- **Source data**:
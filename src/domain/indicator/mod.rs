//! Trend indicators derived from a [`PriceSeries`].
//!
//! - `IndicatorPoint`: one date-aligned value, undefined during warmup
//! - `WindowMode`: how the warmup region is treated
//! - `IndicatorSeries`: a moving-average series aligned with its source

pub mod sma;

use chrono::NaiveDate;
use serde::{Deserialize, Serialize};
use std::fmt;
use std::str::FromStr;

use crate::domain::error::ChartError;
use crate::domain::ohlcv::PriceSeries;

pub use sma::moving_average;

#[derive(Debug, Clone, Copy, PartialEq, Serialize, Deserialize)]
pub struct IndicatorPoint {
    pub date: NaiveDate,
    pub value: Option<f64>,
}

/// Treatment of the first `window - 1` observations.
#[derive(Debug, Clone, Copy, PartialEq, Eq, Hash, Default, Serialize, Deserialize)]
#[serde(rename_all = "lowercase")]
pub enum WindowMode {
    /// Undefined until a full window of history exists.
    #[default]
    Strict,
    /// Mean of whatever prefix is available until the window fills.
    Partial,
}

impl FromStr for WindowMode {
    type Err = String;

    fn from_str(s: &str) -> Result<Self, Self::Err> {
        match s.trim().to_lowercase().as_str() {
            "strict" => Ok(WindowMode::Strict),
            "partial" => Ok(WindowMode::Partial),
            other => Err(format!("unknown window mode '{other}' (expected strict or partial)")),
        }
    }
}

impl fmt::Display for WindowMode {
    fn fmt(&self, f: &mut fmt::Formatter<'_>) -> fmt::Result {
        match self {
            WindowMode::Strict => write!(f, "strict"),
            WindowMode::Partial => write!(f, "partial"),
        }
    }
}

#[derive(Debug, Clone, PartialEq)]
pub struct IndicatorSeries {
    pub window: usize,
    pub mode: WindowMode,
    pub values: Vec<IndicatorPoint>,
}

impl IndicatorSeries {
    /// Display label, e.g. `50-Day MA`.
    pub fn label(&self) -> String {
        format!("{}-Day MA", self.window)
    }

    pub fn defined_count(&self) -> usize {
        self.values.iter().filter(|p| p.value.is_some()).count()
    }

    pub fn dates(&self) -> impl Iterator<Item = NaiveDate> + '_ {
        self.values.iter().map(|p| p.date)
    }

    pub fn value_at(&self, date: NaiveDate) -> Option<f64> {
        self.values
            .binary_search_by_key(&date, |p| p.date)
            .ok()
            .and_then(|i| self.values[i].value)
    }
}

/// Computes one moving average per window, keeping the caller's order.
pub fn moving_averages(
    series: &PriceSeries,
    windows: &[usize],
    mode: WindowMode,
) -> Result<Vec<IndicatorSeries>, ChartError> {
    windows
        .iter()
        .map(|&window| moving_average(series, window, mode))
        .collect()
}

/// Parses a comma-separated window list such as `50,200`.
///
/// Every token must be a positive integer; order is preserved.
pub fn parse_windows(input: &str) -> Result<Vec<usize>, ChartError> {
    let mut windows = Vec::new();
    for token in input.split(',') {
        let trimmed = token.trim();
        if trimmed.is_empty() {
            return Err(ChartError::Computation {
                reason: "empty entry in window list".to_string(),
            });
        }
        let window: usize = trimmed.parse().map_err(|_| ChartError::Computation {
            reason: format!("window '{trimmed}' is not a positive integer"),
        })?;
        if window == 0 {
            return Err(ChartError::Computation {
                reason: "window must be at least 1".to_string(),
            });
        }
        windows.push(window);
    }
    Ok(windows)
}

- **Work to be completed**:
Stop after the line containing "use crate::domain::error::ChartError;": print exactly the lines from the start of the entries above up to it, that line included.

- **Result of this task**:
filename src/domain/indicator/mod.rs
//! Trend indicators derived from a [`PriceSeries`].
//!
//! - `IndicatorPoint`: one date-aligned value, undefined during warmup
//! - `WindowMode`: how the warmup region is treated
//! - `IndicatorSeries`: a moving-average series aligned with its source

pub mod sma;

use chrono::NaiveDate;
use serde::{Deserialize, Serialize};
use std::fmt;
use std::str::FromStr;

use crate::domain::error::ChartError;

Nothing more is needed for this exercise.